(Beginning of Records to use)

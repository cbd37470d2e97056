use anyhow::{Context, Result};
use std::fs;
use std::path::{Path, PathBuf};

use crate::model::config::BuilderConfig;
use crate::plugin::{PluginSummary, discover_plugins};
use crate::readme::render::render_sections;

#[derive(Debug, Clone, Copy, PartialEq, Eq)]
pub enum BuildOutcome {
    Updated { plugins: usize },
    Unchanged { plugins: usize },
}

#[derive(Debug, Clone, Copy, PartialEq, Eq)]
pub enum CheckOutcome {
    UpToDate { plugins: usize },
    Stale { plugins: usize },
}

/// Regenerates the marked region of the root README from plugin docs.
#[derive(Debug, Clone)]
pub struct ReadmeBuilder {
    root: PathBuf,
    config: BuilderConfig,
}

impl ReadmeBuilder {
    pub fn new(root: impl Into<PathBuf>, config: BuilderConfig) -> Self {
        Self {
            root: root.into(),
            config,
        }
    }

    pub fn readme_path(&self) -> PathBuf {
        self.config.readme_path(&self.root)
    }

    /// File name used in user-facing messages, e.g. `README.md`.
    pub fn readme_name(&self) -> String {
        Path::new(&self.config.paths.readme)
            .file_name()
            .map(|name| name.to_string_lossy().into_owned())
            .unwrap_or_else(|| self.config.paths.readme.clone())
    }

    pub fn collect_summaries(&self) -> Result<Vec<PluginSummary>> {
        let plugins = discover_plugins(&self.config.plugins_path(&self.root))?;
        let mut summaries = Vec::with_capacity(plugins.len());

        for plugin in &plugins {
            let doc_path = plugin.doc_path(&self.config.paths.plugin_doc);
            let summary = PluginSummary::extract(&plugin.name, &doc_path)?;

            if summary.one_liner.is_empty() {
                tracing::warn!("plugin {}: no one-liner after title", plugin.name);
            }
            if summary.visual.is_empty() {
                tracing::warn!("plugin {}: no fenced code block", plugin.name);
            }
            tracing::debug!("extracted plugin {} from {}", plugin.name, doc_path.display());

            summaries.push(summary);
        }

        Ok(summaries)
    }

    /// Rewrite the README in place. The new content is assembled fully in
    /// memory, so any failure leaves the file untouched.
    pub fn update(&self) -> Result<BuildOutcome> {
        let readme_path = self.readme_path();
        let (current, next, plugins) = self.generate(&readme_path)?;

        if current == next {
            tracing::debug!("{} already current, skipping write", readme_path.display());
            return Ok(BuildOutcome::Unchanged { plugins });
        }

        fs::write(&readme_path, next)
            .with_context(|| format!("failed to write {}", readme_path.display()))?;
        tracing::info!("wrote {} ({plugins} plugins)", readme_path.display());

        Ok(BuildOutcome::Updated { plugins })
    }

    /// Compare the README's generated region with what `update` would write.
    pub fn check(&self) -> Result<CheckOutcome> {
        let readme_path = self.readme_path();
        let current = read_readme(&readme_path)?;
        let summaries = self.collect_summaries()?;
        let plugins = summaries.len();
        let sections = render_sections(&summaries, &self.config.link_prefix());

        let markers = &self.config.markers;
        let region = markers
            .region(&current)
            .and_then(|region| markers.ensure_absent(&sections).map(|()| region))
            .with_context(|| format!("invalid markers in {}", readme_path.display()))?;

        if region == format!("\n\n{sections}\n\n") {
            Ok(CheckOutcome::UpToDate { plugins })
        } else {
            tracing::warn!("{} generated region is stale", readme_path.display());
            Ok(CheckOutcome::Stale { plugins })
        }
    }

    fn generate(&self, readme_path: &Path) -> Result<(String, String, usize)> {
        let current = read_readme(readme_path)?;
        let summaries = self.collect_summaries()?;
        let sections = render_sections(&summaries, &self.config.link_prefix());

        let next = self
            .config
            .markers
            .splice(&current, &sections)
            .with_context(|| format!("invalid markers in {}", readme_path.display()))?;

        Ok((current, next, summaries.len()))
    }
}

fn read_readme(path: &Path) -> Result<String> {
    fs::read_to_string(path).with_context(|| format!("failed to read {}", path.display()))
}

(End of Records to use)

Work task
The full set of records must be transcribed character for character.

Task answer
repository cbd37470d2e97056
use anyhow::{Context, Result};
use std::fs;
use std::path::{Path, PathBuf};

use crate::model::config::BuilderConfig;
use crate::plugin::{PluginSummary, discover_plugins};
use crate::readme::render::render_sections;

#[derive(Debug, Clone, Copy, PartialEq, Eq)]
pub enum BuildOutcome {
    Updated { plugins: usize },
    Unchanged { plugins: usize },
}

#[derive(Debug, Clone, Copy, PartialEq, Eq)]
pub enum CheckOutcome {
    UpToDate { plugins: usize },
    Stale { plugins: usize },
}

/// Regenerates the marked region of the root README from plugin docs.
#[derive(Debug, Clone)]
pub struct ReadmeBuilder {
    root: PathBuf,
    config: BuilderConfig,
}

impl ReadmeBuilder {
    pub fn new(root: impl Into<PathBuf>, config: BuilderConfig) -> Self {
        Self {
            root: root.into(),
            config,
        }
    }

    pub fn readme_path(&self) -> PathBuf {
        self.config.readme_path(&self.root)
    }

    /// File name used in user-facing messages, e.g. `README.md`.
    pub fn readme_name(&self) -> String {
        Path::new(&self.config.paths.readme)
            .file_name()
            .map(|name| name.to_string_lossy().into_owned())
            .unwrap_or_else(|| self.config.paths.readme.clone())
    }

    pub fn collect_summaries(&self) -> Result<Vec<PluginSummary>> {
        let plugins = discover_plugins(&self.config.plugins_path(&self.root))?;
        let mut summaries = Vec::with_capacity(plugins.len());

        for plugin in &plugins {
            let doc_path = plugin.doc_path(&self.config.paths.plugin_doc);
            let summary = PluginSummary::extract(&plugin.name, &doc_path)?;

            if summary.one_liner.is_empty() {
                tracing::warn!("plugin {}: no one-liner after title", plugin.name);
            }
            if summary.visual.is_empty() {
                tracing::warn!("plugin {}: no fenced code block", plugin.name);
            }
            tracing::debug!("extracted plugin {} from {}", plugin.name, doc_path.display());

            summaries.push(summary);
        }

        Ok(summaries)
    }

    /// Rewrite the README in place. The new content is assembled fully in
    /// memory, so any failure leaves the file untouched.
    pub fn update(&self) -> Result<BuildOutcome> {
        let readme_path = self.readme_path();
        let (current, next, plugins) = self.generate(&readme_path)?;

        if current == next {
            tracing::debug!("{} already current, skipping write", readme_path.display());
            return Ok(BuildOutcome::Unchanged { plugins });
        }

        fs::write(&readme_path, next)
            .with_context(|| format!("failed to write {}", readme_path.display()))?;
        tracing::info!("wrote {} ({plugins} plugins)", readme_path.display());

        Ok(BuildOutcome::Updated { plugins })
    }

    /// Compare the README's generated region with what `update` would write.
    pub fn check(&self) -> Result<CheckOutcome> {
        let readme_path = self.readme_path();
        let current = read_readme(&readme_path)?;
        let summaries = self.collect_summaries()?;
        let plugins = summaries.len();
        let sections = render_sections(&summaries, &self.config.link_prefix());

        let markers = &self.config.markers;
        let region = markers
            .region(&current)
            .and_then(|region| markers.ensure_absent(&sections).map(|()| region))
            .with_context(|| format!("invalid markers in {}", readme_path.display()))?;

        if region == format!("\n\n{sections}\n\n") {
            Ok(CheckOutcome::UpToDate { plugins })
        } else {
            tracing::warn!("{} generated region is stale", readme_path.display());
            Ok(CheckOutcome::Stale { plugins })
        }
    }

    fn generate(&self, readme_path: &Path) -> Result<(String, String, usize)> {
        let current = read_readme(readme_path)?;
        let summaries = self.collect_summaries()?;
        let sections = render_sections(&summaries, &self.config.link_prefix());

        let next = self
            .config
            .markers
            .splice(&current, &sections)
            .with_context(|| format!("invalid markers in {}", readme_path.display()))?;

        Ok((current, next, summaries.len()))
    }
}

fn read_readme(path: &Path) -> Result<String> {
    fs::read_to_string(path).with_context(|| format!("failed to read {}", path.display()))
}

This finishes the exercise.